Welsh-language public-service television channel

S4C (Note: /cy/; Sianel Pedwar Cymru, lit. 'Channel Four Wales'.) is a Welsh language free-to-air public broadcast television channel. Launched on 1 November 1982, it was the first television channel to be aimed specifically at a Welsh-speaking audience. S4C's headquarters are based in Carmarthen, at the University of Wales Trinity Saint David's creative and digital centre, Yr Egin. It also has regional offices in Caernarfon and Cardiff. As of 2024, S4C had an average of 118 employees. S4C is the fourth-oldest terrestrial television channel in Wales after BBC One, ITV and BBC Two.

As with Channel 4 (which launched the next day in the rest of the UK), S4C commissions all of its programmes from independent producers. BBC Cymru Wales produces programmes for S4C as part of its public service remit, including the news service Newyddion. From its launch until 2010, S4C also carried English-language programming acquired from Channel 4, which could not be received over-the-air in most of Wales; these programmes aired in non-peak hours and did not always air in pattern with Channel 4's scheduling.

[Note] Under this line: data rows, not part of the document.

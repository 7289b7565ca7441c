//! Character sheet output
//!
//! Plain-text and JSON renderings of a finished character.

use serde::Serialize;

use super::attributes::Attribute;
use super::record::Character;

const RULE_WIDTH: usize = 40;

/// Render the character as a text sheet
pub fn format_character(character: &Character) -> String {
    let heavy = "=".repeat(RULE_WIDTH);
    let light = "-".repeat(RULE_WIDTH);
    let mut lines = Vec::new();

    lines.push(heavy.clone());
    lines.push(format!("Name: {}", character.name));
    lines.push(format!("TL: {}", character.tech_level));
    lines.push(format!(
        "Points: {}/{} (remaining: {})",
        character.points_spent,
        character.total_points,
        character.remaining_points()
    ));
    lines.push(light.clone());
    lines.push(
        Attribute::ALL
            .iter()
            .map(|a| format!("{} {}", a.abbrev(), character.attribute(*a)))
            .collect::<Vec<_>>()
            .join("  "),
    );
    lines.push(light);
    lines.push(format!("Archetype: {}", character.archetype.id()));

    lines.push("Advantages:".to_string());
    if character.advantages.is_empty() {
        lines.push("  —".to_string());
    }
    for a in &character.advantages {
        lines.push(format!("  {} [{}]", a.name, a.cost));
    }

    lines.push("Disadvantages:".to_string());
    if character.disadvantages.is_empty() {
        lines.push("  —".to_string());
    }
    for d in &character.disadvantages {
        lines.push(format!("  {} [{}]", d.name, d.cost));
    }

    lines.push("Skills:".to_string());
    if character.skills.is_empty() {
        lines.push("  —".to_string());
    }
    for s in &character.skills {
        lines.push(format!(
            "  {} ({}, {}) — {} pts, level {}",
            s.name(),
            s.base_attribute().abbrev(),
            s.template.difficulty.code(),
            s.points,
            character.skill_level(s)
        ));
    }

    lines.push(heavy);
    lines.join("\n")
}

/// Skill entry in the JSON sheet
#[derive(Debug, Serialize)]
struct SkillLine<'a> {
    name: &'a str,
    attribute: &'static str,
    difficulty: &'static str,
    points: i32,
    level: i32,
}

#[derive(Debug, Serialize)]
struct SheetJson<'a> {
    character: &'a Character,
    remaining_points: i32,
    skill_levels: Vec<SkillLine<'a>>,
}

/// Render the character, plus computed skill levels, as pretty JSON
pub fn character_json(character: &Character) -> serde_json::Result<String> {
    let skill_levels = character
        .skills
        .iter()
        .map(|s| SkillLine {
            name: s.name(),
            attribute: s.base_attribute().abbrev(),
            difficulty: s.template.difficulty.code(),
            points: s.points,
            level: character.skill_level(s),
        })
        .collect();

    serde_json::to_string_pretty(&SheetJson {
        character,
        remaining_points: character.remaining_points(),
        skill_levels,
    })
}

#[cfg(test)]
mod tests {
    use super::*;
    use crate::catalog::{Advantage, Archetype, ContentTag, Difficulty, SkillTemplate};
    use crate::character::LearnedSkill;

    fn sample() -> Character {
        let mut c = Character::new("Mira", Archetype::Scholar, 8, 100);
        c.attributes.iq = 12;
        c.points_spent = 55;
        c.add_advantage(Advantage::new("Luck", 10, &[ContentTag::Mundane]));
        let chem = SkillTemplate::new("Chemistry", Attribute::Iq, Difficulty::Hard);
        c.add_skill(LearnedSkill::from_template(&chem, 4));
        c
    }

    #[test]
    fn test_text_sheet_sections() {
        let text = format_character(&sample());
        assert!(text.contains("Name: Mira"));
        assert!(text.contains("Points: 55/100 (remaining: 45)"));
        assert!(text.contains("ST 10  DX 10  IQ 12  HT 10  Will 10  Per 10"));
        assert!(text.contains("Archetype: scholar"));
        assert!(text.contains("  Luck [10]"));
        assert!(text.contains("Disadvantages:\n  —"));
        assert!(text.contains("Chemistry (IQ, H) — 4 pts, level 12"));
    }

    #[test]
    fn test_generalist_sheet_uses_identifier() {
        let c = Character::new("Ash", Archetype::Generalist, 3, 100);
        let text = format_character(&c);
        assert!(text.contains("Archetype: generalist"));
        assert!(!text.contains("Balanced"));
    }

    #[test]
    fn test_json_carries_levels() {
        let json = character_json(&sample()).unwrap();
        let value: serde_json::Value = serde_json::from_str(&json).unwrap();
        assert_eq!(value["remaining_points"], 45);
        assert_eq!(value["skill_levels"][0]["level"], 12);
        assert_eq!(value["character"]["name"], "Mira");
    }
}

S4C has been described by Elin Haf Gruffydd Jones as a "trailblazer" in European broadcasting for minority languages, going on air less than two months before Euskal Telebista (31 December 1982), TV3 Catalonia (test/trial broadcast on 11 September 1983, regular programming began in 1984) and Televisión de Galicia (24 June 1985), the first Spanish regional television stations to go on air, symbolically, in non-Castillan Spanish areas, and far ahead of other Celtic-language services, Ireland's TG4 (formerly TnaG) (31 October 1996), the ill-fated Scottish Gaelic TeleG (1999–2011) and BBC Alba (19 September 2008). Unlike similar broadcasters in Spain who have multichannel offers impulsed mostly by digital terrestrial television, S4C still broadcasts on a single channel after the shutdown of S4C2.

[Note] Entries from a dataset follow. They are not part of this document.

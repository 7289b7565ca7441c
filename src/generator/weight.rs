//! Skill weighting
//!
//! How likely a skill is to be picked, given the setting's technology
//! level and the character's archetype.

use crate::catalog::{Archetype, SkillCategory, SkillTemplate};

/// Multiply when `favoured`, otherwise floor-divide and clamp to 1
fn boost_or_cut(weight: u32, favoured: bool, mult: u32, div: u32) -> u32 {
    if favoured {
        weight.saturating_mul(mult)
    } else {
        (weight / div).max(1)
    }
}

/// Tiers shared by blades and primitive ranged weapons
fn ancient_weapon(weight: u32, tech_level: i32) -> u32 {
    if tech_level <= 3 {
        weight.saturating_mul(3)
    } else if tech_level <= 5 {
        weight.saturating_mul(2)
    } else {
        (weight / 2).max(1)
    }
}

/// Effective selection weight of `skill`
///
/// Zero when `tech_level` is outside the skill's range. Category rules apply
/// in a fixed order and stack; the archetype multiplier comes last.
pub fn skill_weight(skill: &SkillTemplate, tech_level: i32, archetype: Option<Archetype>) -> u32 {
    use SkillCategory::*;

    if !skill.tech_range.contains(tech_level) {
        return 0;
    }

    let tl = tech_level;
    let has = |c: SkillCategory| skill.has_category(c);
    let mut w = skill.base_weight;

    // Close combat
    if has(MeleeUnarmed) {
        w = w.saturating_mul(2);
    }
    if has(MeleeBlade) {
        w = ancient_weapon(w, tl);
    }

    // Ranged
    if has(RangedPrimitive) {
        w = ancient_weapon(w, tl);
    }
    if has(Firearms) {
        w = boost_or_cut(w, tl >= 5, 3, 3);
    }
    if has(FirearmsHiTech) {
        w = boost_or_cut(w, tl >= 9, 4, 4);
    }

    // Vehicles and gear
    if has(Vehicle) {
        w = boost_or_cut(w, tl >= 6, 2, 2);
    }
    if has(ProtectiveSuit) {
        w = boost_or_cut(w, tl >= 8, 3, 3);
    }

    // High tech
    if has(Computer) {
        w = boost_or_cut(w, tl >= 7, 4, 3);
    }
    if has(Electronics) {
        w = boost_or_cut(w, tl >= 6, 3, 2);
    }

    // Science and medicine
    if has(Science) && tl >= 5 {
        w = w.saturating_mul(2);
    }
    if has(Medicine) && tl >= 6 {
        w = w.saturating_mul(2);
    }

    // Social, survival, stealth, magic
    if has(Social) {
        w = w.saturating_mul(2);
    }
    if has(Survival) && tl <= 4 {
        w = w.saturating_mul(2);
    }
    if has(Stealth) {
        w = w.saturating_mul(2);
    }
    if has(Magic) {
        w = w.saturating_mul(if tl <= 4 { 3 } else { 2 });
    }

    if let Some(archetype) = archetype {
        let mult = skill
            .categories
            .iter()
            .map(|c| archetype.category_affinity(*c))
            .fold(1, u32::max);
        w = w.saturating_mul(mult);
    }

    w
}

On digital terrestrial television, S4C has broadcast exclusively in Welsh since the platform's launch in 1998, with the existing bilingual schedule continuing on analogue television. After the completion of the digital switchover in Wales on 31 March 2010, Channel 4 became available on Freeview, and S4C ceased its carriage of English-language programmes. S4C offers translated, English-language subtitles for its Welsh programming. To this day, S4C remains the only Welsh-language television broadcaster in the country.

==History==
===Pre-launch===
Before the launch of S4C on Monday 1 November 1982, Welsh speakers had been served by occasional programmes in Welsh, broadcast as regional opt-outs on BBC Cymru Wales (on both of its channels) and HTV Cymru Wales (the ITV franchise in Wales), as well as its predecessors usually at off-peak or inconvenient times. This was unsatisfactory for Welsh speakers, who saw the arrangement as a sop, and at the same time an annoyance for non-Welsh speakers, who found the English-language programmes seen in the rest of the UK often rescheduled or not transmitted at all.

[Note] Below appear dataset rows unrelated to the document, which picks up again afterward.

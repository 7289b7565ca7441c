//! Pointbuy - a point-budget tabletop RPG character generator
//!
//! Give it a budget, a technology level and some content switches, and it
//! rolls up attributes, advantages, disadvantages and skills from the
//! reference catalog.

pub mod catalog;
pub mod character;
pub mod progression;
pub mod generator;
pub mod config;

// Re-export commonly used types
pub use catalog::{Archetype, Catalog};
pub use character::{Character, format_character};
pub use generator::{GenerationRequest, generate_character};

On 14 September 1962, the ITV network created a licence area for North and West Wales, which was awarded to Wales (West and North) Limited. This traded as Teledu Cymru and provided significant levels of Welsh-language programming. However, problems with transmission infrastructure and poor market research led to financial difficulties within two years, and after going bankrupt, the station was taken over by its neighbour Television Wales and the West.

During the 1970s, coinciding with the push for a fourth national television channel in the UK, Welsh-language activists had campaigned for a television service in the language, which already had its own radio station, BBC Radio Cymru. Both the Conservative and Labour parties promised a Welsh-language fourth channel, if elected to government in the 1979 general election. Shortly after the Conservatives won a majority in the election, the new Home Secretary, William Whitelaw, decided against a Welsh fourth channel, and suggested that, except for an occasional opt-out consisting of the current level of programming produced by HTV Wales, the service should be the same as that offered in the rest of the UK. This led to acts of civil disobedience, including refusals to pay the television licence fee, thereby running the risk of prosecution or even a prison sentence, and sit-ins in BBC and HTV studios. Some took more extreme measures, including attacking television transmitters in Welsh-speaking areas.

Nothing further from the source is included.